L’écrin disparu/43

La bibliothèque libre.
Éditions Édouard Garand (p. 164-165).

XV

L’ADIEU.


La soirée s’acheva dans la discrète intimité d’amis venus plutôt pour consoler des amis, que pour se récréer. Tout au long, Monsieur Giraldi fit à son ancien secrétaire la narration des terribles tragédies qui avaient ensanglanté sa famille et déversa dans ce cœur de prêtre et de confident, toutes les amertumes, dont le sien, depuis leur séparation, avait été abreuvé.

— Ah ! mon ami, fit-il en forme d’exclamation, Dieu avait placé à mes côtés, l’ange destiné à guider mes pas, à conduire ma vie dans les sentiers humbles, mais droits, de l’honneur et de la vertu. Ma vaniteuse ambition crut alors plus sage de poursuivre la réalisation de ses rêves, dussent les moyens être plus ou moins avouables… vous savez ce qu’ils m’ont valu d’amers remords, de sombres chagrins, dont vous étiez, hélas l’innocente victime et enfin de châtiments, dont ma vie semble être tissue.

N’ayant pas su apprécier à sa valeur ma Lucie, trésor dont Dieu m’avait gratifié, il me fut repris…

Que vous êtes heureux, cher ami, d’avoir choisi la « meilleure Part »… et d’avoir méprisé ce que j’ai adoré : la gloire et la fortune.

Mais déjà la soirée s’avançait, et pour rester fidèle au règlement du monastère, le Père Rodolpho dut se retirer à la Trappe d’OKA où il avait obtenu de demeurer une semaine, à titre de délassement.

Depuis son départ, Lédia n’avait pas encore donné de ses nouvelles et Monsieur Giraldi avait trouvé étrange ce silence prolongé, d’autant plus que lui-même, n’ayant pas son adresse, n’avait pu la prévenir. Pour justifier ce délai anormal, il avait rejeté sur la fatigue, les embarras d’un long voyage, sur mille incidents imprévus, etc… le retard à la lettre attendue.

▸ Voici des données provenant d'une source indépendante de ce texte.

use std::time::Duration;

use tokio::time::{Instant, MissedTickBehavior, interval, sleep_until};
use tokio_util::sync::CancellationToken;
use typed_builder::TypedBuilder;

use super::{Executor, pool::WorkerPool, stage::Profile, vu::TransitionHook};
use crate::{
    aggregate::CheckAggregator,
    config::RunConfig,
    error::{ConfigError, RunError},
    report::{RunReport, RunStatus},
    scenario::Scenario,
    workflow::Workflow,
};

/// Executor that ramps a pool of virtual users up and down along a [`Profile`].
///
/// A single coordinating loop wakes every `tick`, asks the profile how many
/// workers it wants at that instant and lets the [`WorkerPool`] reconcile
/// towards it. The loop never waits on a worker.
///
/// The run ends when the profile (or `max_duration`) runs out or when the
/// `cancel` token fires. Workers then get `drain_timeout` to finish their
/// current iteration; whatever is still running afterwards is aborted and the
/// report is marked [`RunStatus::FailedToDrain`].
///
/// # Tuning Knobs
///
/// - `tick`: how often the pool is reconciled. Smaller ticks follow steep ramps
///   more closely. Default 1s.
/// - `pause`: sleep between two iterations of the same worker. Default none.
/// - `max_vus`: hard cap on concurrent worker tasks. Exceeding it is treated as
///   a resource error and retried every tick.
/// - `spawn_retry_limit`: consecutive failing ticks after which the run is
///   flagged [`RunStatus::Degraded`]. It keeps going below target.
#[derive(TypedBuilder)]
pub struct RampingExecutor {
    pub profile: Profile,
    #[builder(default = Duration::from_secs(1))]
    pub tick: Duration,
    #[builder(default = Duration::ZERO)]
    pub pause: Duration,
    /// Stop the run early, regardless of the profile.
    #[builder(default, setter(strip_option))]
    pub max_duration: Option<Duration>,
    /// Defaults to the planned run length, so a run never outlives twice its plan.
    #[builder(default, setter(strip_option))]
    pub drain_timeout: Option<Duration>,
    #[builder(default, setter(strip_option))]
    pub max_vus: Option<usize>,
    #[builder(default = 5)]
    pub spawn_retry_limit: u32,
    /// Cancel this token to stop the run before its deadline.
    #[builder(default)]
    pub cancel: CancellationToken,
    /// Observe every worker state change.
    #[builder(default, setter(strip_option))]
    pub on_transition: Option<TransitionHook>,
}

impl RampingExecutor {
    /// Build an executor from a parsed [`RunConfig`].
    pub fn from_config(config: &RunConfig) -> Result<Self, ConfigError> {
        let tick = config.tick()?;
        if tick.is_zero() {
            return Err(ConfigError::ZeroTick);
        }

        Ok(Self {
            profile: config.profile()?,
            tick,
            pause: config.pause()?,
            max_duration: config.max_duration()?,
            drain_timeout: config.drain_timeout()?,
            max_vus: config.max_vus,
            spawn_retry_limit: config.spawn_retry_limit,
            cancel: CancellationToken::new(),
            on_transition: None,
        })
    }

    /// A handle that stops the run when cancelled.
    pub fn cancel_token(&self) -> CancellationToken {
        self.cancel.clone()
    }

    /// How long the coordinating loop runs before draining.
    pub fn planned_duration(&self) -> Duration {
        self.max_duration.unwrap_or(self.profile.total_duration())
    }
}

impl<W: Workflow> Executor<W> for RampingExecutor {
    type Error = RunError;

    async fn exec(&self, scenario: &Scenario<W>) -> Result<RunReport, Self::Error> {
        if self.tick.is_zero() {
            return Err(ConfigError::ZeroTick.into());
        }
        let planned = self.planned_duration();
        let drain_timeout = self.drain_timeout.unwrap_or(planned).max(self.tick);
        let stage_count = self.profile.stages().len();
        let start = Instant::now();
        let deadline = start
            .checked_add(planned)
            .ok_or(ConfigError::DeadlineOutOfRange { planned })?;

        let aggregator = CheckAggregator::new();
        // Child token: ending the run must not cancel the caller's token.
        let run_cancel = self.cancel.child_token();
        let mut pool = WorkerPool::new(
            scenario.workflow.clone(),
            aggregator.recorder(),
            run_cancel.clone(),
            self.pause,
        )
        .with_max_vus(self.max_vus)
        .with_hook(self.on_transition.clone());

        tracing::info!(
            "Running scenario: {} ({stage_count} stages, {:.1}s, peak {} VUs)",
            scenario.name,
            planned.as_secs_f64(),
            self.profile.peak_target(),
        );

        let mut ticker = interval(self.tick);
        ticker.set_missed_tick_behavior(MissedTickBehavior::Delay);

        let mut current_stage = None;
        let mut failing_ticks = 0u32;
        let mut degraded = false;

        let cancelled = loop {
            tokio::select! {
                biased;
                _ = run_cancel.cancelled() => break true,
                _ = sleep_until(deadline) => break false,
                _ = ticker.tick() => {}
            }

            let point = self.profile.point_at(start.elapsed());
            if current_stage != Some(point.stage) {
                tracing::info!("Starting stage: {}/{stage_count}", point.stage + 1);
                current_stage = Some(point.stage);
            }

            match pool.reconcile(point.target as usize) {
                Ok(()) => failing_ticks = 0,
                Err(_) => {
                    failing_ticks += 1;
                    if failing_ticks >= self.spawn_retry_limit && !degraded {
                        degraded = true;
                        tracing::warn!(
                            "Could not reach target concurrency for {failing_ticks} ticks, \
                             continuing with {} workers",
                            pool.live()
                        );
                    }
                }
            }
        };

        if cancelled {
            tracing::info!("Run cancelled, signaling shutdown...");
        } else {
            tracing::info!("Profile finished, signaling shutdown...");
        }
        run_cancel.cancel();
        let stragglers = pool.drain(drain_timeout).await;

        let status = if stragglers > 0 {
            tracing::warn!("{stragglers} workers failed to drain within {drain_timeout:?}");
            RunStatus::FailedToDrain { stragglers }
        } else if degraded {
            RunStatus::Degraded {
                spawn_failures: pool.stats().spawn_failures,
            }
        } else if cancelled {
            RunStatus::Cancelled
        } else {
            RunStatus::Completed
        };

        tracing::info!("Done running scenario: {}!", scenario.name);
        Ok(aggregator.finalize(start.elapsed(), status, pool.peak()))
    }
}

#[cfg(test)]
mod tests {
    use super::*;
    use crate::{VuContext, WorkflowError, executor::Stage};

    #[test]
    fn from_config_carries_every_setting() {
        let config = RunConfig::from_json_str(
            r#"{
                "stages": [ { "duration": "2s", "target": 3 } ],
                "tick": "100ms",
                "pause": "1s",
                "maxDuration": "1s",
                "drainTimeout": "3s",
                "maxVus": 8,
                "spawnRetryLimit": 2
            }"#,
        )
        .unwrap();
        let executor = RampingExecutor::from_config(&config).unwrap();

        assert_eq!(executor.profile.stages(), [Stage::new(Duration::from_secs(2), 3)]);
        assert_eq!(executor.tick, Duration::from_millis(100));
        assert_eq!(executor.pause, Duration::from_secs(1));
        assert_eq!(executor.planned_duration(), Duration::from_secs(1));
        assert_eq!(executor.drain_timeout, Some(Duration::from_secs(3)));
        assert_eq!(executor.max_vus, Some(8));
        assert_eq!(executor.spawn_retry_limit, 2);
    }

    #[tokio::test]
    async fn zero_tick_is_a_config_error() {
        let executor = RampingExecutor::builder()
            .profile(Profile::new(vec![Stage::new(Duration::from_secs(1), 1)]).unwrap())
            .tick(Duration::ZERO)
            .build();
        let scenario = Scenario::new("noop", |_ctx: VuContext| async {
            Ok::<(), WorkflowError>(())
        });

        let err = scenario.run(&executor).await.unwrap_err();
        assert!(matches!(err, RunError::Config(ConfigError::ZeroTick)));
    }

    #[tokio::test]
    async fn unreachable_deadline_is_a_config_error() {
        let executor = RampingExecutor::builder()
            .profile(Profile::new(vec![Stage::new(Duration::MAX, 1)]).unwrap())
            .build();
        let scenario = Scenario::new("forever", |_ctx: VuContext| async {
            Ok::<(), WorkflowError>(())
        });

        let err = scenario.run(&executor).await.unwrap_err();
        assert!(matches!(
            err,
            RunError::Config(ConfigError::DeadlineOutOfRange { .. })
        ));
    }

    #[tokio::test(start_paused = true)]
    async fn max_duration_cuts_the_profile_short() {
        let executor = RampingExecutor::builder()
            .profile(
                Profile::new(vec![
                    Stage::new(Duration::ZERO, 2),
                    Stage::new(Duration::from_secs(60), 2),
                ])
                .unwrap(),
            )
            .tick(Duration::from_millis(100))
            .pause(Duration::from_millis(100))
            .max_duration(Duration::from_secs(2))
            .build();
        let scenario = Scenario::new("short", |_ctx: VuContext| async {
            Ok::<(), WorkflowError>(())
        });

        let report = scenario.run(&executor).await.unwrap();
        assert_eq!(report.status, RunStatus::Completed);
        assert_eq!(report.peak_workers, 2);
        assert!(report.total_iterations > 0);
        assert!(report.elapsed < Duration::from_secs(3));
    }
}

La famille avait retrouvé ses appartements d’Outremont et monsieur Giraldi se plaisait à jouir des derniers restes de la belle saison, assis sous le kiosque du jardin, qui avait retenu ses préférences.

Or, ce matin-là, en dépouillant son courrier, ses yeux reconnurent enfin l’écriture de sa chère Lédia. Un soupir de joie gonfla un instant sa poitrine ; hâtivement, il brisa l’enveloppe et lut :

Philadelphie… le 20 septembre… 19…
Monsieur,

Une plume, imprudente peut-être, mais dont je loue l’indiscrétion, m’a fait savoir qu’à dessein vous aviez préparé mon absence en vue de réunir chez vous tous ceux qui vous sont chers, à quelque titre que ce soit, et que vous les avez reçus avec un luxe, comme jamais vous ne l’avez fait en ma présence.

Puis donc que je vous suis devenue étrangère, et qu’il n’y a plus de place pour moi à votre table, j’ai l’honneur de vous faire savoir, Monsieur, que je reprends dès aujourd’hui ma liberté et considère comme nuis et non avenus, entre nous, tous les liens du passé. Du reste, l’antipathie générale que m’a valu le dévouement à la personne de mon cher père, suffit à me prouver que le bonheur pour moi est désormais impossible à vos côtés. J’ai retrouvé ici des amitiés fidèles, qui me consoleront amplement de votre hypocrite sympathie.

Signé : Lédia WALDORF.

Anéanti par cette foudroyante nouvelle, monsieur Giraldi n’avait pu en croire ses yeux ; il avait relu la lettre, puis fait des efforts pour se persuader qu’il n’était pas le jouet d’une illusion, la victime d’un rêve.

Il n’avait pas eu le temps de reprendre possession de lui-même, lorsque descendant au jardin, la femme de chambre vint le prévenir qu’un visiteur l’attendait au salon.

À peine conscient de sa démarche, il suivit la domestique et bientôt se trouva face à face avec le Père Rodolpho, qui venait lui faire ses adieux avant de retourner à la Trappe de Mistassini.